**ENTRIES SHOWN**
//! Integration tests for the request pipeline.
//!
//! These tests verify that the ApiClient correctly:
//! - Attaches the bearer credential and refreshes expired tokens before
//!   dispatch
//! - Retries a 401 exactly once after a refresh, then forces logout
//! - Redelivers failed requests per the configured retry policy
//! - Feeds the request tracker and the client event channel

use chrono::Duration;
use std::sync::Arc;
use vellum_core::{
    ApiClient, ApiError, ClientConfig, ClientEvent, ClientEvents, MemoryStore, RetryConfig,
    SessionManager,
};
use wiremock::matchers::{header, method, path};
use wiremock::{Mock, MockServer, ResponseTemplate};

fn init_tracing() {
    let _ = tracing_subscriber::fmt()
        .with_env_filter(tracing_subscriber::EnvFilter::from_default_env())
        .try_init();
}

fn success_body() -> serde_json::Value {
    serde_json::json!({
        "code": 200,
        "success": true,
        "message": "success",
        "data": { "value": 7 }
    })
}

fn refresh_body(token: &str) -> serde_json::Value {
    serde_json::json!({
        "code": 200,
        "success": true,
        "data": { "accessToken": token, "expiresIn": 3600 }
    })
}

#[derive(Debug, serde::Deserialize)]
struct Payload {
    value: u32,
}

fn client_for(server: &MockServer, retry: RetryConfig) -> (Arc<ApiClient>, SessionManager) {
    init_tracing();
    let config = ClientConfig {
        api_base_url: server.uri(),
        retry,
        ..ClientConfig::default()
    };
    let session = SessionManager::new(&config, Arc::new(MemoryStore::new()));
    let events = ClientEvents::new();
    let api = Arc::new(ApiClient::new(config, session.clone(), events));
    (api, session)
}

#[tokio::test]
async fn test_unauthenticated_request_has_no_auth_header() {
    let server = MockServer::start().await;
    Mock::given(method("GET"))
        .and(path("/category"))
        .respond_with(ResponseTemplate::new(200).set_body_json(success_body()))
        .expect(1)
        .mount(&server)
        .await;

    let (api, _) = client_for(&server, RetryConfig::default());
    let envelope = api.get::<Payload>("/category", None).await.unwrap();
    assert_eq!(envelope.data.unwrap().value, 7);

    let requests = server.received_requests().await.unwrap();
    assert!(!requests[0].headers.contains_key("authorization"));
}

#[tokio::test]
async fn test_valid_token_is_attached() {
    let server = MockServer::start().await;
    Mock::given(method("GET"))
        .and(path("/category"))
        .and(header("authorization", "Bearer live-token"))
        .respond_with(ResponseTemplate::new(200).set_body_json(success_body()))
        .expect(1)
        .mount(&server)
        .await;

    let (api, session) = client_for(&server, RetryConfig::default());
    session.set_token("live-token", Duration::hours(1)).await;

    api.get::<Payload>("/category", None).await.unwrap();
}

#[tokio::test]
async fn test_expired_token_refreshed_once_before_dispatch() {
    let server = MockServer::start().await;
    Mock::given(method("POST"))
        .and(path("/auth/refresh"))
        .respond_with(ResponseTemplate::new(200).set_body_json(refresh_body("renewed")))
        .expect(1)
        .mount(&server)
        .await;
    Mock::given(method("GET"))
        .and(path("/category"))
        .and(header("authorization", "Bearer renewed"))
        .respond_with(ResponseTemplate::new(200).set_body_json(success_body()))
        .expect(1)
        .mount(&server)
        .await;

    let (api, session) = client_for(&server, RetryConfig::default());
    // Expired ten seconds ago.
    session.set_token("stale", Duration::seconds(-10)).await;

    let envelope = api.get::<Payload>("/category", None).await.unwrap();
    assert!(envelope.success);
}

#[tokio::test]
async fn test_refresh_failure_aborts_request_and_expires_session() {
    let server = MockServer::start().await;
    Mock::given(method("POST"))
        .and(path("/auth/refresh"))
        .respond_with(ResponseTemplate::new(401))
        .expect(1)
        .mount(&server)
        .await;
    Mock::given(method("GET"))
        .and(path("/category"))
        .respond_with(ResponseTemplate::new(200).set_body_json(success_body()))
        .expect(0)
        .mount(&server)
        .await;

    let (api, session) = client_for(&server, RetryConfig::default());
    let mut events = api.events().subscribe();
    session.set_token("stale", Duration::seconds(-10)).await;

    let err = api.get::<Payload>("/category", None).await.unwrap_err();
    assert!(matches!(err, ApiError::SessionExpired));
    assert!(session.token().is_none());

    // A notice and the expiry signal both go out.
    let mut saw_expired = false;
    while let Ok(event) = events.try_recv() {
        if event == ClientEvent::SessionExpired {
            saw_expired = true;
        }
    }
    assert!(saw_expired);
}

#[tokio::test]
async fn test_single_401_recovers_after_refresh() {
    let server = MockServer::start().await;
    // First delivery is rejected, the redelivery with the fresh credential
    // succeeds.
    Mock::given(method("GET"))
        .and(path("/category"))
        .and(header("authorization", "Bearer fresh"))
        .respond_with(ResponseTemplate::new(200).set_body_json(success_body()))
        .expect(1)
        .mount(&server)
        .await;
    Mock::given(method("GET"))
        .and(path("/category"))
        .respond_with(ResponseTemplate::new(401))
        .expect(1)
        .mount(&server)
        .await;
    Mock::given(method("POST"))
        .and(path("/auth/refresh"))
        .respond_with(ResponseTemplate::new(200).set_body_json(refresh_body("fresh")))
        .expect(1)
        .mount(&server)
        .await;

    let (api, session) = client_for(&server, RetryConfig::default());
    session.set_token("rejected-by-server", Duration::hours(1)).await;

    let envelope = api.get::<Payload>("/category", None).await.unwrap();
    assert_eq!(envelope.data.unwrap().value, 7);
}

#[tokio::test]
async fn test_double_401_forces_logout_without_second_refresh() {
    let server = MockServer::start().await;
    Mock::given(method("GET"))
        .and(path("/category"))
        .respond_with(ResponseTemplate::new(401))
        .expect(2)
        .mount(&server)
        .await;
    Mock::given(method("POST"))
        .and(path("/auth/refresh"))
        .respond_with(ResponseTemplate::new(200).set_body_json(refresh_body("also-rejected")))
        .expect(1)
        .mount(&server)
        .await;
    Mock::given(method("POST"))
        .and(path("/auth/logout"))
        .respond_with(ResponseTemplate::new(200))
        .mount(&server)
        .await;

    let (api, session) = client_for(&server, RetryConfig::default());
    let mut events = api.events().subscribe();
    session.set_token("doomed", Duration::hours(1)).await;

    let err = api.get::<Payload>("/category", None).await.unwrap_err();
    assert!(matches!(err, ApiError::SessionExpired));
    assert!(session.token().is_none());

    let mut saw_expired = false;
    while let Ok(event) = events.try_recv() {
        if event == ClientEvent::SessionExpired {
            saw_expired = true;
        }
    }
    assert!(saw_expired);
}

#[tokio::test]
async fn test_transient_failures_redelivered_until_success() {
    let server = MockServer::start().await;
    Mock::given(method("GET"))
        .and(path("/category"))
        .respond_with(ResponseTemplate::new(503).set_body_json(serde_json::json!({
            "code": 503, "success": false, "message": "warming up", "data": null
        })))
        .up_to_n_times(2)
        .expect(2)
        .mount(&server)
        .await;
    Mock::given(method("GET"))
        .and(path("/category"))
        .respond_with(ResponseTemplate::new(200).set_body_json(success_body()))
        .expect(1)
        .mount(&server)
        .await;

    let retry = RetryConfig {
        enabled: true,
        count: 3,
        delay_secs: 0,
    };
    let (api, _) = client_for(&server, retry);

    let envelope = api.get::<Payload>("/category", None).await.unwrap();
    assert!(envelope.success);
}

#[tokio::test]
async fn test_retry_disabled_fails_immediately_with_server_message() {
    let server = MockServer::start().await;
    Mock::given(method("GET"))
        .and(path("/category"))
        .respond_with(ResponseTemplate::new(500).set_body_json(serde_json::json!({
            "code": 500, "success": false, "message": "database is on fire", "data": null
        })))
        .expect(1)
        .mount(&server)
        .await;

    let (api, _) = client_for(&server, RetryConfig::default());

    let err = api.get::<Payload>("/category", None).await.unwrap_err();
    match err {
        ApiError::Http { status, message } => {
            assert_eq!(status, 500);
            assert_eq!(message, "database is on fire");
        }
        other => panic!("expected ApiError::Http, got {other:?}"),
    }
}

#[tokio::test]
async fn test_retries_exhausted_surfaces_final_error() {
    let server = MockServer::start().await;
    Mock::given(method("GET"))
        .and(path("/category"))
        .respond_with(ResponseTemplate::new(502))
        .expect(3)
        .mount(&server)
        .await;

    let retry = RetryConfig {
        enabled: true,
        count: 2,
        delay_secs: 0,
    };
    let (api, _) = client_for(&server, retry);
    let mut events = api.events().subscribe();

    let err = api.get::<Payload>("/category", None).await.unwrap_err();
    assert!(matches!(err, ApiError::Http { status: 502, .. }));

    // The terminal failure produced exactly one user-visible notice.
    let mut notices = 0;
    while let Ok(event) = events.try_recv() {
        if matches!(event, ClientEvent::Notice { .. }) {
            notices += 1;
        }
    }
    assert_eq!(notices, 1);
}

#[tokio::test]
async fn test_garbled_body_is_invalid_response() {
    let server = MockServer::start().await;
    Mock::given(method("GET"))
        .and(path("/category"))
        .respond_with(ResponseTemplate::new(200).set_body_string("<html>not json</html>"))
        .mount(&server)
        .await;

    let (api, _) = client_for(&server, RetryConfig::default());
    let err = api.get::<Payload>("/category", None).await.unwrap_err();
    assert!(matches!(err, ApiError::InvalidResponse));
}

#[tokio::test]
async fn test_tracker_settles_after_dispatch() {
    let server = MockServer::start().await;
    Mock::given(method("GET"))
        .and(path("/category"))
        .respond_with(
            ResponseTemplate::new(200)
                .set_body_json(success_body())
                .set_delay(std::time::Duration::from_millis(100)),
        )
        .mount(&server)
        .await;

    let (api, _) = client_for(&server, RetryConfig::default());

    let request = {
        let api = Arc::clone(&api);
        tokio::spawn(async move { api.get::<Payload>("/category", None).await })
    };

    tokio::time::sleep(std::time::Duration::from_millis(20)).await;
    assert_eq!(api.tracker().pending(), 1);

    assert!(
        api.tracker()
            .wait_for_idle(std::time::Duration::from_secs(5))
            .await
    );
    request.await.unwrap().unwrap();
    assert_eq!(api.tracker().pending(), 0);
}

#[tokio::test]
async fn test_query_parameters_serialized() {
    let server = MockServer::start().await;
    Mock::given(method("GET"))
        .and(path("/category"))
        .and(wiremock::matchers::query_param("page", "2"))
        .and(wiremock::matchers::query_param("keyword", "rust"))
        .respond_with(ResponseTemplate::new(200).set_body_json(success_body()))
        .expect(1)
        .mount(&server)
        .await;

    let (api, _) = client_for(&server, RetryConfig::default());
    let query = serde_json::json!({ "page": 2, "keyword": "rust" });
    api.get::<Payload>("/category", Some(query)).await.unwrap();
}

**WHAT YOU SHOULD DO**
Every line of the listing above that contains "authorization" is to be copied.

**EXERCISE SOLUTION**
    assert!(!requests[0].headers.contains_key("authorization"));
        .and(header("authorization", "Bearer live-token"))
        .and(header("authorization", "Bearer renewed"))
        .and(header("authorization", "Bearer fresh"))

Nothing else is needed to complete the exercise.